Opening words [Next] [back to top]

We are here
on land that has supported human beings,
animals, trees, fruit and food of all kinds
for thousands of years
to worship, to give thanks that we live at all,
to celebrate all that nourishes us
and to remember we are just one small part
of a vast and astonishing universe.

(together) And may our reason and our passion keep us true to ourselves, true to each other,
and true to those shared visions of what we can together become….

Sequence [Next] [back to top]

Clogged airports and freeways and long lines,
the season's first flurries of snow,
grocery stores thronged, beet greens
slapping over the edge of the stuffed cart,
lists and more lists, phone calls and phone tag,
extra chairs up from the basement,
tearing open the packages containing Guest-At-Your-Table boxes down at the church,
worries about Aunt Ophelia and how she'll behave this year,
fretting about what to say to cousin Jerry about his obnoxious jokes,
bittersweet memories of grandma sitting at the table, her eyes staring into your soul.

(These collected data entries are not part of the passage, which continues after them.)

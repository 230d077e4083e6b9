//! Error types for the noble society core.
//!
//! Simulation operations (register, tick, gossip, ripple) never fail: missing
//! actors or empty social graphs make them no-ops. Only configuration loading
//! and persistence return errors.

use thiserror::Error;

/// Top-level error type for all fallible society operations.
#[derive(Error, Debug)]
pub enum SocietyError {
    /// Serialization or deserialization failure.
    #[error("Serialization error: {0}")]
    Serialization(String),

    /// A memory snapshot's parallel lists disagree in length.
    #[error("Snapshot field `{field}` has {found} entries, expected {expected}")]
    SnapshotShape {
        /// Which parallel list is off.
        field: &'static str,
        /// Length of the `kinds` list.
        expected: usize,
        /// Length of the offending list.
        found: usize,
    },

    /// Stored checksum does not match the stored data.
    #[error("Checksum mismatch for actor {actor}")]
    ChecksumMismatch {
        /// The actor whose snapshot is corrupt.
        actor: crate::ActorId,
    },

    /// SQLite persistence error.
    #[error("Database error: {0}")]
    Database(#[from] rusqlite::Error),

    /// Configuration error.
    #[error("Configuration error: {0}")]
    Config(String),

    /// Generic I/O error.
    #[error("I/O error: {0}")]
    Io(#[from] std::io::Error),
}

/// Convenience Result type alias.
pub type Result<T> = std::result::Result<T, SocietyError>;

It must be Thanksgiving time.
But not yet, not yet.

First, this time. This time right now.
Silent time. No lines, no shoving, no jokes,
no phone calls, no planning.
Just silence.

Silence that was there before the earth was first made round,
Silence that will be there past every ending.
Silence that dwells in the heart of an apple,
like the seeds do.

Silence that empties us of our surfeit.
Silence that is our surest communion with
the distant fluttering of stars.
Silence.

(Silence)

On this Sunday before Thanksgiving, we might call to mind all those people about whom we are especially thankful, teachers, authors, musicians, family, friends, heroes, sheroes. We name them aloud or in our heart's own sanctuary, as is our desire.

(Naming)

Now thank we all the Ineffable Source of all That Is, the Great Mystery always ultimately pictured or named in vain, as our living tradition has affirmed a thousand ways. But, in music itself, with its harmonies, its soaring highs and profound lows, we come closer to apprehension of the Ineffable than with any mortal word. (Anthem)

First Reading [Next] [back to top] Two weeks ago I attended my annual Ohio River Study Group for Unitarian Universalist Ministers, where the topic we chose for our papers this year was "Food." This reading comes from the Response Paper of the Rev. Emily Gage, our minister in Joliet Illinois.

A central part of our upbringing concerns issues of food, control, and power. From the beginning we must make our needs known to that omnipotent adult who brings us nourishment. The real contest begins when we are developing our own will. Anyone who has fed a two-year-old can testify to that. Ian Frazier writes in Lamentations of the Father about all the laws parents make pertaining to dessert: "For we judge between the plate that is unclean and the plate that is clean, saying first, if the plate is clean, then you shall have dessert. But of the unclean plate, the laws are these: If you have eaten most of your meat, and two bites of your peas with each bite consisting of not less than three peas each, or in total six peas, eaten where I can see, and you have also eaten enough of your potatoes to fill two forks, both forkfuls eaten where I can see, then you shall have dessert. But if you eat a lesser number of peas, and yet you eat the potatoes, still you shall not have dessert; and if you eat the peas, yet leave the potatoes uneaten, you shall not have dessert, no, not even a small portion thereof. And if you try to deceive by moving the potatoes or peas around with a fork, that it may appear that you have eaten what you have not, you will fall into iniquity. And I will know, and you shall have no dessert." I suspect that most of us here today said to an adult, "Well, when I grow up, I'm going to have all the (fill in preferred junk food item here) that I want." Of course, by then, we have often internalized the struggle that we played out with our parents at the dinner table.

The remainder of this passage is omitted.